(Stored data entries)

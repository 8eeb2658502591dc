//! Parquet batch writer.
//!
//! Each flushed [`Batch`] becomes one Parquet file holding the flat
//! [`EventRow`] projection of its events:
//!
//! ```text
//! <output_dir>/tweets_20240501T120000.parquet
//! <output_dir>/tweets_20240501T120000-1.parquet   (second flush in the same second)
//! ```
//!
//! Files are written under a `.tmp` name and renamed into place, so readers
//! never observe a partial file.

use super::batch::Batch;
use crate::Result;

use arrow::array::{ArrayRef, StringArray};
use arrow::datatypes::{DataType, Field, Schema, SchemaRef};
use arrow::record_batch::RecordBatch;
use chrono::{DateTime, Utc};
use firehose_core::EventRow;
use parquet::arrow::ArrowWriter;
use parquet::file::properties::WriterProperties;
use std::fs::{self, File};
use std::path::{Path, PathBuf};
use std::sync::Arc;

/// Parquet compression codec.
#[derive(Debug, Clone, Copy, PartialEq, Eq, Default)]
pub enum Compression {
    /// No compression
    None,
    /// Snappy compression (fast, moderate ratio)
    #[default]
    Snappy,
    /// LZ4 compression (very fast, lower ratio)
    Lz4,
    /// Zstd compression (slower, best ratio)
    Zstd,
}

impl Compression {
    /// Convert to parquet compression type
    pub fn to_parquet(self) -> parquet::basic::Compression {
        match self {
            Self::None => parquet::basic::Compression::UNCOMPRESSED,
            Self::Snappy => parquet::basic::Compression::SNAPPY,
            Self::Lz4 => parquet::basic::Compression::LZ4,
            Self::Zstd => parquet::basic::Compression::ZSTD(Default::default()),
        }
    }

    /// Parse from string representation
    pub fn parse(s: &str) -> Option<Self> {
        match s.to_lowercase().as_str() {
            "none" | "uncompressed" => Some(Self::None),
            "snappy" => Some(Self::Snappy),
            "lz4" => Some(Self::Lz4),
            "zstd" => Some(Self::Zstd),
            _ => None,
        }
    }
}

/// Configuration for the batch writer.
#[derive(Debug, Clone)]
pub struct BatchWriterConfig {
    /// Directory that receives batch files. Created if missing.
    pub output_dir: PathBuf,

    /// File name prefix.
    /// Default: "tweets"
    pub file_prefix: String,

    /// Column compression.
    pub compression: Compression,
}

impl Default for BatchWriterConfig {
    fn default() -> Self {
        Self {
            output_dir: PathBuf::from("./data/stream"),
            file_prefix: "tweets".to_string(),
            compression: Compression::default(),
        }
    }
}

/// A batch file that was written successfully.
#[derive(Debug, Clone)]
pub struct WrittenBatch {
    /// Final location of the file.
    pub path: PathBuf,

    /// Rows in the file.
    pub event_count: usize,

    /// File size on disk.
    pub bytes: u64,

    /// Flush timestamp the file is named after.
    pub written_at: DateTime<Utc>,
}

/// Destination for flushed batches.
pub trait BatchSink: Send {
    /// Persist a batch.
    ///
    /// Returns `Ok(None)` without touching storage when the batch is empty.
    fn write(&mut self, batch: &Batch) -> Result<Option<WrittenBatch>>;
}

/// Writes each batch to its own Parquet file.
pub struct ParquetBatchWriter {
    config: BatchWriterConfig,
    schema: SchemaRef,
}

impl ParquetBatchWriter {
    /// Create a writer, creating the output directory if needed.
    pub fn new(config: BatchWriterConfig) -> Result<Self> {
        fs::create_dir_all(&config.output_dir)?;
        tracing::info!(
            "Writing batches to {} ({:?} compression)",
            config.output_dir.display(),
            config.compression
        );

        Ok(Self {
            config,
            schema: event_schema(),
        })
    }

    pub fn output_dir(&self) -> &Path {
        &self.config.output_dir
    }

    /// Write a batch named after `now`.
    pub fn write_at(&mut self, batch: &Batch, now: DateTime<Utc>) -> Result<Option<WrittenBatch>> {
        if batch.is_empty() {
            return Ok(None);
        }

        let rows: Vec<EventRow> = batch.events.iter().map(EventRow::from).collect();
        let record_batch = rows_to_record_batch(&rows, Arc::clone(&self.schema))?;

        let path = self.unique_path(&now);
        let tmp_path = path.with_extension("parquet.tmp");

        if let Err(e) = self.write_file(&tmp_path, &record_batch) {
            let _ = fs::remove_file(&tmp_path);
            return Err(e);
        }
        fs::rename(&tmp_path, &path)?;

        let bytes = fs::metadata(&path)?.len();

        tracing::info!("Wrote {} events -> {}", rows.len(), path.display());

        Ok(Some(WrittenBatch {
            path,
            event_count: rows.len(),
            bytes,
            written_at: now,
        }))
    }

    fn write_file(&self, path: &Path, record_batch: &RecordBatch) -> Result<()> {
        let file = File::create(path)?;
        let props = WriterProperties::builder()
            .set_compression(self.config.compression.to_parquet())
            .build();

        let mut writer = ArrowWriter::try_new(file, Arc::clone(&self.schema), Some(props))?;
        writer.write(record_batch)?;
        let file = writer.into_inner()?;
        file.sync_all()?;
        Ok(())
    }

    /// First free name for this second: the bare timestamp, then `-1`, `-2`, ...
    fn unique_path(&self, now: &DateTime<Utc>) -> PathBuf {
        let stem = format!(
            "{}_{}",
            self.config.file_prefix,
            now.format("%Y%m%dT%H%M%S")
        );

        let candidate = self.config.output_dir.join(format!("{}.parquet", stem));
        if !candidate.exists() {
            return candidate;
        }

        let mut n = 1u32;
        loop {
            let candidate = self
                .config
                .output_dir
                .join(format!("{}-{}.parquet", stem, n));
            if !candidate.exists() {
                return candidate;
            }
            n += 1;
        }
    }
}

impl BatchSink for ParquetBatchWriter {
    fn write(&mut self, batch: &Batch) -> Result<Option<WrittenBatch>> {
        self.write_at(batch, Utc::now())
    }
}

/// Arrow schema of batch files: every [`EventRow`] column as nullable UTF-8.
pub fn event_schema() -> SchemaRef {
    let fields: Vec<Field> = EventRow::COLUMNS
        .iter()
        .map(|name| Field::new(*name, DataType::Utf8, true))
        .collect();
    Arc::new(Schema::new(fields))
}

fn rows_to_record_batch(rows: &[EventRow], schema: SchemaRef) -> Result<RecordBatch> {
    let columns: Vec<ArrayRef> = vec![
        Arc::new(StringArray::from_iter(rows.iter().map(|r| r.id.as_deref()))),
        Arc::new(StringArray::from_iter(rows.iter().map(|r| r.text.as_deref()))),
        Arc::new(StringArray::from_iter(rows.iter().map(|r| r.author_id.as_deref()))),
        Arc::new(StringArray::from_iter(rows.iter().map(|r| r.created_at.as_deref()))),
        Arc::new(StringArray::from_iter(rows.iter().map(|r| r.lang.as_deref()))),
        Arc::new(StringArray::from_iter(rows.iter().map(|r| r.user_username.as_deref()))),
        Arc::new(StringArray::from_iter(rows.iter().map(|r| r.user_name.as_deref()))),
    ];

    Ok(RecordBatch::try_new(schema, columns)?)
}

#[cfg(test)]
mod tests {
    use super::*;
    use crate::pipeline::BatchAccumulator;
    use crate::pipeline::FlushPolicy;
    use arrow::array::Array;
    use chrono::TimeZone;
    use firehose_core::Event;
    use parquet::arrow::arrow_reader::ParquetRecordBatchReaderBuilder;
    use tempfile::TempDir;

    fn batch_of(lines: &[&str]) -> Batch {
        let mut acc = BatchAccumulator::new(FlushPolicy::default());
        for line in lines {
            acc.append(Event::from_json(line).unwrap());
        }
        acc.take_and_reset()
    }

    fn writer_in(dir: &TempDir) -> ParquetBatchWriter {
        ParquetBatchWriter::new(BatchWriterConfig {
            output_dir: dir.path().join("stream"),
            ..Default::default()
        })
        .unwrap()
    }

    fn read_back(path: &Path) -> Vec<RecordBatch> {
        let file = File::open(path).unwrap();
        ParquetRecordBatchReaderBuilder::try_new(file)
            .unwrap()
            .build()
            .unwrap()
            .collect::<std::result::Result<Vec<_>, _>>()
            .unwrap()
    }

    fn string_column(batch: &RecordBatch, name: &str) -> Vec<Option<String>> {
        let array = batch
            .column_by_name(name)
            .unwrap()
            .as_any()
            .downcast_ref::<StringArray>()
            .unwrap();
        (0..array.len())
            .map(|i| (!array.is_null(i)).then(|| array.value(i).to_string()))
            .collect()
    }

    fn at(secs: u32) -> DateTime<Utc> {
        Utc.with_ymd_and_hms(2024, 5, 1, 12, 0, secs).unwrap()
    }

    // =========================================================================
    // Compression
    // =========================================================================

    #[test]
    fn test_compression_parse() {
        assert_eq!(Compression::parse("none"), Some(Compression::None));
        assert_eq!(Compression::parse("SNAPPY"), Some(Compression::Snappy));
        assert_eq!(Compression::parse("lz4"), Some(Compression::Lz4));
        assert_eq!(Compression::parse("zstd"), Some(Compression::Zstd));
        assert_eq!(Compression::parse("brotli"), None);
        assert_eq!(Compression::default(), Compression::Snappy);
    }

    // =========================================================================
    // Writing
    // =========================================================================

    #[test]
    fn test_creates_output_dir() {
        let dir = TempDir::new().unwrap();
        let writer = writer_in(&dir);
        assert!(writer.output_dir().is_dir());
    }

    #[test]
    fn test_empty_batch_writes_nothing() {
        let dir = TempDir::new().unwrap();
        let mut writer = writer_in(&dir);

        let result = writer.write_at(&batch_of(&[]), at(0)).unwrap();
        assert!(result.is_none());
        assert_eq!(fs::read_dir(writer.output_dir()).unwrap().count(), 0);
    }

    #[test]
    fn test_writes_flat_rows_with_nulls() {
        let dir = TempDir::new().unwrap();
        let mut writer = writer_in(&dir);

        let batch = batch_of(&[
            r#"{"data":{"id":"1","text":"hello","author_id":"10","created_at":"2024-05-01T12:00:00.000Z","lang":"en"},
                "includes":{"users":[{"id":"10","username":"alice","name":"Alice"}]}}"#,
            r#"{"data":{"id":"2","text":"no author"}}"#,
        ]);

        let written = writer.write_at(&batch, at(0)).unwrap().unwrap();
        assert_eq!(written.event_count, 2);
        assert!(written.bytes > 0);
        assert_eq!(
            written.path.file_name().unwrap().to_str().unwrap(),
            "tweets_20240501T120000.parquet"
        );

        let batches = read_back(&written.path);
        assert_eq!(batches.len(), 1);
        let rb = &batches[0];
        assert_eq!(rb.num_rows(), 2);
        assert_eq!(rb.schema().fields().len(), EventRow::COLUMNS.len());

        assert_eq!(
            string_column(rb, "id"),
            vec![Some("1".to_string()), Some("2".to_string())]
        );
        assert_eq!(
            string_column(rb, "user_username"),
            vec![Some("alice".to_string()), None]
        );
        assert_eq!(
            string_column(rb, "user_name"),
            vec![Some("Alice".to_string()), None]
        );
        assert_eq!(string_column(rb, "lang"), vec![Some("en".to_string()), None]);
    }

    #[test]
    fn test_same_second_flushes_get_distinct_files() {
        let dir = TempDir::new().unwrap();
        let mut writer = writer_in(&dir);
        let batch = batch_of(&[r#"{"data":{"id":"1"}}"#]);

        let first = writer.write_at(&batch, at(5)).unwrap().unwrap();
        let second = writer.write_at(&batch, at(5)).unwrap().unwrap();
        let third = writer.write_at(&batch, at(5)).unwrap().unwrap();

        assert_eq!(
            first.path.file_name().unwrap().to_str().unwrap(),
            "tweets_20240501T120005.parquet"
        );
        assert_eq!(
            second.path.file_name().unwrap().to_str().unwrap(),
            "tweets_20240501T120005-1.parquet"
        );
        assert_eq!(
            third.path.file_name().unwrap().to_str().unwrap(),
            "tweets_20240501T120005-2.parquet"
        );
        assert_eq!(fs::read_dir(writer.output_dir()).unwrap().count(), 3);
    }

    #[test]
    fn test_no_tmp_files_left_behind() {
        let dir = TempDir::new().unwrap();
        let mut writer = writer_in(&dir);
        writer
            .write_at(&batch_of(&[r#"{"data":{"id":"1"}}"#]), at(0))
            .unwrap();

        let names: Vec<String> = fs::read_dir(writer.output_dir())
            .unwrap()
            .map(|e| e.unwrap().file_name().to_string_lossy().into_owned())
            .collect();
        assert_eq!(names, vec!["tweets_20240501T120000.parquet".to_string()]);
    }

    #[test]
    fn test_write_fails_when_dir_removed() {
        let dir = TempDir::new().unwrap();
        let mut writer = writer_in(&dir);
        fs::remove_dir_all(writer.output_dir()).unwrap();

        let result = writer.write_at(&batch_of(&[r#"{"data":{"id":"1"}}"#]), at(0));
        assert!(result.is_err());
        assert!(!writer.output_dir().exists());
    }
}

EXERCISE DIRECTIONS —
List every line above containing the word "Writing".

ANSWER SECTION —
            "Writing batches to {} ({:?} compression)",
    // Writing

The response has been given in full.